The NHS has become the Tories’ biggest political headache and Ed Miliband has every intention of making it worse. He devoted all six of his questions to the subject at today’s PMQs, the last before the recess, and earned one of his most convincing victories to date. Confronted by the sheer size of the opposition to the health bill, an ill-tempered David Cameron was forced to fall back on platitudes about his “care” for the NHS and Brown-esque statistics on higher spending. He quoted the Labour manifesto on the need for “sustained reform”, forgetting that the choice isn’t between reform and no reform but good reform and bad reform.
At one point, after Miliband had recited a roll call of Labour’s NHS achievements, Cameron replied: “if the record was so good, why were they thrown out at the last election?. A quip which rather invited the response: “if the record was so bad, why didn’t you win?” It was an embarrassing and undistinguished performance.
A confident Miliband, buoyed by polls showing that Labour enjoys a clear lead on the NHS, declared of Cameron: “he thinks he knows better than the doctors, better than the nurses, better than the midwives, better than the patients associations.” It was a damning charge that the PM had no way of refuting. Armed with a quiver of poisonous quotes from No 10 (“Lansley should be taken out and shot”), Miliband could legitimately claim: “he knows in his heart of hearts this is a disaster.” The PM’s protestations to the contrary only made him look insincere.

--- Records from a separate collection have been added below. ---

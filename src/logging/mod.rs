//! File-backed tracing setup. The editor owns the terminal, so logs never go to stderr.

use std::fs;

use anyhow::{anyhow, Context, Result};
use tracing_appender::non_blocking::WorkerGuard;
use tracing_subscriber::EnvFilter;

use crate::config::Config;

pub const LOG_FILE: &str = "syntaxhub.log";

/// Install the global subscriber. Keep the returned guard alive until exit.
pub fn init(cfg: &Config, verbose: bool) -> Result<WorkerGuard> {
    let dir = cfg.log_path();
    fs::create_dir_all(&dir)
        .with_context(|| format!("failed to create log directory {}", dir.display()))?;

    let appender = tracing_appender::rolling::never(&dir, LOG_FILE);
    let (writer, guard) = tracing_appender::non_blocking(appender);

    tracing_subscriber::fmt()
        .with_env_filter(filter(cfg, verbose))
        .with_writer(writer)
        .with_ansi(false)
        .with_target(false)
        .try_init()
        .map_err(|e| anyhow!("failed to install log subscriber: {e}"))?;

    tracing::debug!(path = %dir.join(LOG_FILE).display(), "logging initialised");
    Ok(guard)
}

/// `SYNTAXHUB_LOG` wins, then `--verbose`, then `LOG_LEVEL`.
fn filter(cfg: &Config, verbose: bool) -> EnvFilter {
    if let Ok(filter) = EnvFilter::try_from_env("SYNTAXHUB_LOG") {
        return filter;
    }
    let level = if verbose {
        "debug".to_string()
    } else {
        cfg.get("LOG_LEVEL").unwrap_or_else(|| "info".into())
    };
    EnvFilter::try_new(&level).unwrap_or_else(|_| EnvFilter::new("info"))
}
//! Custom event types for the editor page.

use crossterm::event::KeyEvent;

use crate::execution::{ExecuteRequest, ExecuteResponse, ExecutionError};

/// Events that can occur in the TUI application
#[derive(Debug)]
pub enum TuiEvent {
    /// User keyboard input
    Key(KeyEvent),
    /// Bracketed paste content
    Paste(String),
    /// Terminal was resized; redraw only
    Resize,
    /// Submit source to the execution service
    Run(ExecuteRequest),
    /// The in-flight run settled
    RunFinished(Result<ExecuteResponse, ExecutionError>),
    /// Request to quit the application
    Quit,
}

It was notable that Cameron offered a less than fulsome defence of Andrew Lansley, remarking only that his “career prospects” were better than Miliband’s, a comment that will do nothing to dampen speculation over the Health Secretary’s position.
“The NHS will go on going better and his (Miliband’s) prospects will go on getting worse,” Cameron snapped towards the end of the exchanges. But an increasing number of Tories fear the reverse is true: the NHS will go on getting worse and Miliband’s prospects will get better.